2These may not seem serious, but when coupled with a number of false assumptions around the Track and Trace Application,  things become very problematic due to the inevitable compounding of requirements (including specific security requirements that are presently unresolved) such as the present extension to include connectivity to health records in order to provide a Vaccination Passport Travel Service.
3Elliptic Curve Cryptography is a type of public key cryptographic technique employing mathematical operations (over finite fields) with both public and private keys. This is a very strong and effective way to protect information, but only if the key management is correct. Apple's OF implementation uses NIST P-224 elliptic curves and only offers a maximum of 112-bit encryption strength.
4These include cryptographic analytics, network traffic analytics, log analyses etc. but there is a great deal more technical information in the references provided.
5This critical information is encrypted using Advanced Encryption Standard – Galois Counter Mode (AES-GCM) using the keychain label 'Beacon Store' but the key length/complexity is limited.

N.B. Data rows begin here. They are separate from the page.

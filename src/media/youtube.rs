use super::error::{Result, ServiceError};
use super::extractor::Extractor;
use super::formats::{default_youtube_formats, select_youtube_formats, RawFormat};
use super::types::{
    ByteStream, Container, Download, DownloadRequest, MediaInfo, Platform, VideoInfo, VideoSource,
};
use crate::utils::{format_duration, sanitize_title};
use async_trait::async_trait;
use std::sync::Arc;
use tracing::{info, warn};
use url::Url;

const PLACEHOLDER_THUMBNAIL: &str =
    "https://via.placeholder.com/640x360/4a6cf7/ffffff?text=YouTube+Video";

const WATCH_HOSTS: [&str; 7] = [
    "youtube.com",
    "www.youtube.com",
    "m.youtube.com",
    "music.youtube.com",
    "gaming.youtube.com",
    "youtube-nocookie.com",
    "www.youtube-nocookie.com",
];
const PATH_PREFIXES: [&str; 5] = ["embed", "v", "shorts", "live", "e"];

/// What the YouTube backend knows about a video.
#[derive(Debug, Clone, Default)]
pub struct BasicInfo {
    pub title: Option<String>,
    pub thumbnail: Option<String>,
    pub duration_secs: Option<u64>,
    pub author: Option<String>,
    pub formats: Vec<RawFormat>,
}

#[derive(Debug, Clone, PartialEq, Eq)]
pub enum StreamSelection {
    HighestAudio,
    /// Audio and video in one stream, at the given quality label (e.g. `720p`).
    Muxed { quality: String },
}

impl StreamSelection {
    pub fn for_request(format: Container, quality: &str) -> Self {
        match format {
            Container::Mp3 => Self::HighestAudio,
            Container::Mp4 => Self::Muxed {
                quality: quality.to_string(),
            },
        }
    }
}

/// Metadata and stream resolution for YouTube videos.
#[async_trait]
pub trait YoutubeBackend: Send + Sync {
    async fn basic_info(&self, video_id: &str) -> Result<BasicInfo>;

    async fn open_stream(&self, video_id: &str, selection: &StreamSelection) -> Result<ByteStream>;
}

/// Extracts the 11-character video id, dropping playlist and tracking parameters.
pub fn video_id(raw: &str) -> Result<String> {
    let raw = raw.trim();
    let with_scheme = if raw.contains("://") {
        raw.to_string()
    } else {
        format!("https://{raw}")
    };
    let url = Url::parse(&with_scheme)
        .map_err(|e| ServiceError::extraction(format!("Invalid YouTube URL: {e}")))?;
    let host = url.host_str().unwrap_or_default().to_ascii_lowercase();
    let mut segments = url.path_segments().into_iter().flatten().filter(|s| !s.is_empty());

    let candidate = if host == "youtu.be" || host == "www.youtu.be" {
        segments.next().map(str::to_string)
    } else if WATCH_HOSTS.contains(&host.as_str()) {
        match url.query_pairs().find(|(key, _)| key == "v") {
            Some((_, value)) => Some(value.into_owned()),
            None => match (segments.next(), segments.next()) {
                (Some(prefix), Some(id)) if PATH_PREFIXES.contains(&prefix) => Some(id.to_string()),
                _ => None,
            },
        }
    } else {
        return Err(ServiceError::extraction(format!("Not a YouTube domain: {host}")));
    };

    let id: String = candidate
        .ok_or_else(|| ServiceError::extraction(format!("No video id found: {raw}")))?
        .chars()
        .take(11)
        .collect();

    let well_formed = id.len() == 11
        && id
            .chars()
            .all(|c| c.is_ascii_alphanumeric() || c == '_' || c == '-');
    if !well_formed {
        return Err(ServiceError::extraction(format!("Malformed video id: {id}")));
    }
    Ok(id)
}

pub fn watch_url(video_id: &str) -> String {
    format!("https://www.youtube.com/watch?v={video_id}")
}

pub struct YoutubeExtractor {
    backend: Arc<dyn YoutubeBackend>,
}

impl YoutubeExtractor {
    pub fn new(backend: Arc<dyn YoutubeBackend>) -> Self {
        Self { backend }
    }

    async fn resolve_info(&self, source: &VideoSource) -> Result<MediaInfo> {
        let id = video_id(source.url())?;
        info!("Processing YouTube video ID: {}", id);

        let basic = self.backend.basic_info(&id).await?;
        let video = VideoInfo {
            title: basic.title.unwrap_or_else(|| "Unknown Title".to_string()),
            thumbnail: basic
                .thumbnail
                .unwrap_or_else(|| PLACEHOLDER_THUMBNAIL.to_string()),
            duration: basic
                .duration_secs
                .map(format_duration)
                .unwrap_or_else(|| "0:00".to_string()),
            author: basic.author.unwrap_or_else(|| "Unknown Author".to_string()),
        };

        Ok(MediaInfo {
            video,
            formats: select_youtube_formats(&basic.formats),
        })
    }

    fn degraded_info() -> MediaInfo {
        MediaInfo {
            video: VideoInfo {
                title: "YouTube Video (Error retrieving details)".to_string(),
                thumbnail: PLACEHOLDER_THUMBNAIL.to_string(),
                duration: "0:00".to_string(),
                author: "Unknown".to_string(),
            },
            formats: default_youtube_formats(),
        }
    }
}

#[async_trait]
impl Extractor for YoutubeExtractor {
    fn platform(&self) -> Platform {
        Platform::YouTube
    }

    /// Never fails: any upstream problem degrades to placeholder details and
    /// the default rendition set.
    async fn fetch_info(&self, source: &VideoSource) -> Result<MediaInfo> {
        match self.resolve_info(source).await {
            Ok(info) => Ok(info),
            Err(e) => {
                warn!("YouTube processing error for {}: {}", source.url(), e);
                Ok(Self::degraded_info())
            }
        }
    }

    async fn download(&self, request: &DownloadRequest) -> Result<Download> {
        let id = video_id(request.source.url())?;
        let basic = self.backend.basic_info(&id).await?;

        let title = basic
            .title
            .as_deref()
            .map(sanitize_title)
            .filter(|t| !t.trim().is_empty())
            .unwrap_or_else(|| id.clone());

        let selection = StreamSelection::for_request(request.format, &request.quality);
        info!("Streaming YouTube video {} as {:?}", id, selection);
        let body = self.backend.open_stream(&id, &selection).await?;

        Ok(Download {
            filename: format!("{}.{}", title, request.format.extension()),
            content_type: request.format.content_type(),
            body,
        })
    }
}

#[cfg(test)]
pub(crate) mod tests {
    use super::*;
    use crate::media::types::MediaKind;
    use bytes::Bytes;
    use futures::TryStreamExt;
    use std::sync::Mutex;

    /// In-memory backend recording the stream selections it was asked for.
    #[derive(Default)]
    pub(crate) struct FakeBackend {
        pub info: Option<BasicInfo>,
        pub requested: Mutex<Vec<(String, StreamSelection)>>,
    }

    #[async_trait]
    impl YoutubeBackend for FakeBackend {
        async fn basic_info(&self, video_id: &str) -> Result<BasicInfo> {
            self.info
                .clone()
                .ok_or_else(|| ServiceError::extraction(format!("Video unavailable: {video_id}")))
        }

        async fn open_stream(&self, video_id: &str, selection: &StreamSelection) -> Result<ByteStream> {
            self.requested
                .lock()
                .unwrap()
                .push((video_id.to_string(), selection.clone()));
            let chunks = vec![Ok(Bytes::from_static(b"yt-")), Ok(Bytes::from_static(b"bytes"))];
            Ok(Box::pin(futures::stream::iter(chunks)))
        }
    }

    pub(crate) fn sample_info() -> BasicInfo {
        BasicInfo {
            title: Some("Never Gonna: Give You Up!".to_string()),
            thumbnail: Some("https://i.ytimg.com/vi/dQw4w9WgXcQ/default.jpg".to_string()),
            duration_secs: Some(212),
            author: Some("Rick Astley".to_string()),
            formats: vec![
                RawFormat {
                    has_video: true,
                    has_audio: true,
                    quality_label: Some("360p".to_string()),
                    audio_bitrate: Some(96.0),
                    content_length: Some(10 * 1024 * 1024),
                },
                RawFormat {
                    has_video: false,
                    has_audio: true,
                    quality_label: None,
                    audio_bitrate: Some(160.0),
                    content_length: Some(3 * 1024 * 1024),
                },
            ],
        }
    }

    fn source(url: &str) -> VideoSource {
        VideoSource::parse(url).unwrap()
    }

    #[test]
    fn test_video_id_variants() {
        let expected = "dQw4w9WgXcQ";
        for url in [
            "https://www.youtube.com/watch?v=dQw4w9WgXcQ",
            "https://www.youtube.com/watch?v=dQw4w9WgXcQ&list=PLFgquLnL59alCl_2TQvOiD5Vgm1hCaGSI&index=2",
            "https://www.youtube.com/watch?feature=share&v=dQw4w9WgXcQ&t=42s",
            "https://m.youtube.com/watch?v=dQw4w9WgXcQ",
            "https://music.youtube.com/watch?v=dQw4w9WgXcQ&si=abc",
            "https://youtu.be/dQw4w9WgXcQ?si=tracking",
            "https://www.youtube.com/embed/dQw4w9WgXcQ",
            "https://www.youtube.com/shorts/dQw4w9WgXcQ",
            "https://www.youtube.com/live/dQw4w9WgXcQ?feature=share",
            "youtube.com/watch?v=dQw4w9WgXcQ",
        ] {
            assert_eq!(video_id(url).unwrap(), expected, "{url}");
        }
    }

    #[test]
    fn test_video_id_rejects_bad_urls() {
        assert!(video_id("https://www.youtube.com/").is_err());
        assert!(video_id("https://www.youtube.com/watch?v=short").is_err());
        assert!(video_id("https://www.youtube.com/watch?v=bad$chars!!!").is_err());
        assert!(video_id("https://notyoutube.com/watch?v=dQw4w9WgXcQ").is_err());
    }

    #[test]
    fn test_watch_url() {
        assert_eq!(watch_url("dQw4w9WgXcQ"), "https://www.youtube.com/watch?v=dQw4w9WgXcQ");
    }

    #[tokio::test]
    async fn test_fetch_info_normalizes_metadata() {
        let extractor = YoutubeExtractor::new(Arc::new(FakeBackend {
            info: Some(sample_info()),
            ..Default::default()
        }));
        let info = extractor
            .fetch_info(&source("https://youtu.be/dQw4w9WgXcQ"))
            .await
            .unwrap();

        assert_eq!(info.video.title, "Never Gonna: Give You Up!");
        assert_eq!(info.video.duration, "3:32");
        assert_eq!(info.video.author, "Rick Astley");
        let ids: Vec<&str> = info.formats.iter().map(|f| f.id.as_str()).collect();
        assert_eq!(ids, vec!["yt-mp4-360", "yt-mp3-high"]);
        assert_eq!(info.formats[0].size, "10 MB");
    }

    #[tokio::test]
    async fn test_fetch_info_fills_missing_fields() {
        let extractor = YoutubeExtractor::new(Arc::new(FakeBackend {
            info: Some(BasicInfo::default()),
            ..Default::default()
        }));
        let info = extractor
            .fetch_info(&source("https://youtu.be/dQw4w9WgXcQ"))
            .await
            .unwrap();

        assert_eq!(info.video.title, "Unknown Title");
        assert_eq!(info.video.thumbnail, PLACEHOLDER_THUMBNAIL);
        assert_eq!(info.video.duration, "0:00");
        assert_eq!(info.video.author, "Unknown Author");
        assert_eq!(info.formats, default_youtube_formats());
    }

    #[tokio::test]
    async fn test_fetch_info_degrades_on_backend_failure() {
        // Unlike TikTok/Facebook, an unreachable upstream is not an error here.
        let extractor = YoutubeExtractor::new(Arc::new(FakeBackend::default()));
        let info = extractor
            .fetch_info(&source("https://www.youtube.com/watch?v=dQw4w9WgXcQ"))
            .await
            .unwrap();

        assert_eq!(info.video.title, "YouTube Video (Error retrieving details)");
        assert_eq!(info.video.author, "Unknown");
        assert_eq!(info.video.duration, "0:00");
        assert_eq!(info.video.thumbnail, PLACEHOLDER_THUMBNAIL);
        let qualities: Vec<(&str, MediaKind)> = info
            .formats
            .iter()
            .map(|f| (f.quality.as_str(), f.kind))
            .collect();
        assert_eq!(
            qualities,
            vec![
                ("720p", MediaKind::Video),
                ("480p", MediaKind::Video),
                ("High", MediaKind::Audio)
            ]
        );
    }

    #[tokio::test]
    async fn test_fetch_info_degrades_on_bad_id() {
        let extractor = YoutubeExtractor::new(Arc::new(FakeBackend {
            info: Some(sample_info()),
            ..Default::default()
        }));
        let info = extractor
            .fetch_info(&source("https://www.youtube.com/feed/trending"))
            .await
            .unwrap();
        assert_eq!(info.formats, default_youtube_formats());
    }

    #[tokio::test]
    async fn test_download_selects_stream_and_names_file() {
        let backend = Arc::new(FakeBackend {
            info: Some(sample_info()),
            ..Default::default()
        });
        let extractor = YoutubeExtractor::new(backend.clone());

        let request = DownloadRequest {
            source: source("https://www.youtube.com/watch?v=dQw4w9WgXcQ&list=PL123"),
            format: Container::Mp4,
            quality: "360p".to_string(),
            watermark: None,
        };
        let download = extractor.download(&request).await.unwrap();
        assert_eq!(download.filename, "Never Gonna Give You Up.mp4");
        assert_eq!(download.content_type, "video/mp4");
        let body: Vec<Bytes> = download.body.try_collect().await.unwrap();
        assert_eq!(body.concat(), b"yt-bytes");

        let request = DownloadRequest {
            format: Container::Mp3,
            quality: "High".to_string(),
            ..request
        };
        let download = extractor.download(&request).await.unwrap();
        assert_eq!(download.filename, "Never Gonna Give You Up.mp3");
        assert_eq!(download.content_type, "audio/mpeg");

        let requested = backend.requested.lock().unwrap();
        assert_eq!(
            *requested,
            vec![
                (
                    "dQw4w9WgXcQ".to_string(),
                    StreamSelection::Muxed {
                        quality: "360p".to_string()
                    }
                ),
                ("dQw4w9WgXcQ".to_string(), StreamSelection::HighestAudio),
            ]
        );
    }

    #[tokio::test]
    async fn test_download_falls_back_to_id_for_empty_title() {
        let extractor = YoutubeExtractor::new(Arc::new(FakeBackend {
            info: Some(BasicInfo {
                title: Some("???".to_string()),
                ..Default::default()
            }),
            ..Default::default()
        }));
        let request = DownloadRequest {
            source: source("https://youtu.be/dQw4w9WgXcQ"),
            format: Container::Mp3,
            quality: "High".to_string(),
            watermark: None,
        };
        let download = extractor.download(&request).await.unwrap();
        assert_eq!(download.filename, "dQw4w9WgXcQ.mp3");
    }

    #[tokio::test]
    async fn test_download_propagates_backend_failure() {
        let extractor = YoutubeExtractor::new(Arc::new(FakeBackend::default()));
        let request = DownloadRequest {
            source: source("https://youtu.be/dQw4w9WgXcQ"),
            format: Container::Mp4,
            quality: "720p".to_string(),
            watermark: None,
        };
        assert!(matches!(
            extractor.download(&request).await,
            Err(ServiceError::Extraction(_))
        ));
    }
}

6Such devices employ Apple's proprietary Secure Enclave Processor architecture as the Trusted Execution Environment...where present. Older Apple equipment may not offer this level of attestation, so the level of assurance will necessarily be much lower.
7A maximum of 4 reports from a single lost device, every 30 minutes.
8The genuine owner of the lost device will be required to authenticate with Apple's iCloud server using their Apple-Id accompanied by a search party token specific to the device. (The search-party-token varies according to a random, time-specific mechanism deployed by Apple and includes short lifetime anisette data for accommodating previously authenticated systems.)
9Genuine reports comprise a NIST approved Secure Hash Algorithm(SHA) processed owner's advertisement public key.
10It is not entirely clear how long Apple retain the geographic location information, but considering the volumes of data from such a network of IoT reporting, the OF service will probably represent quite a narrow window of opportunity available to owners of lost devices.
11Many countries' law enforcement may wish to employ legal powers of data seizure, placing 'perceived dissidents' at risk.
12As specified for network and information systems defined in legislative regulations  (pg.3 – 3(g)), HMG as operators of essential services and relevant digital service providers, especially regarding the enforcement of breach of duties.
13This is true even if the devices are in a quiesced state such as flight mode.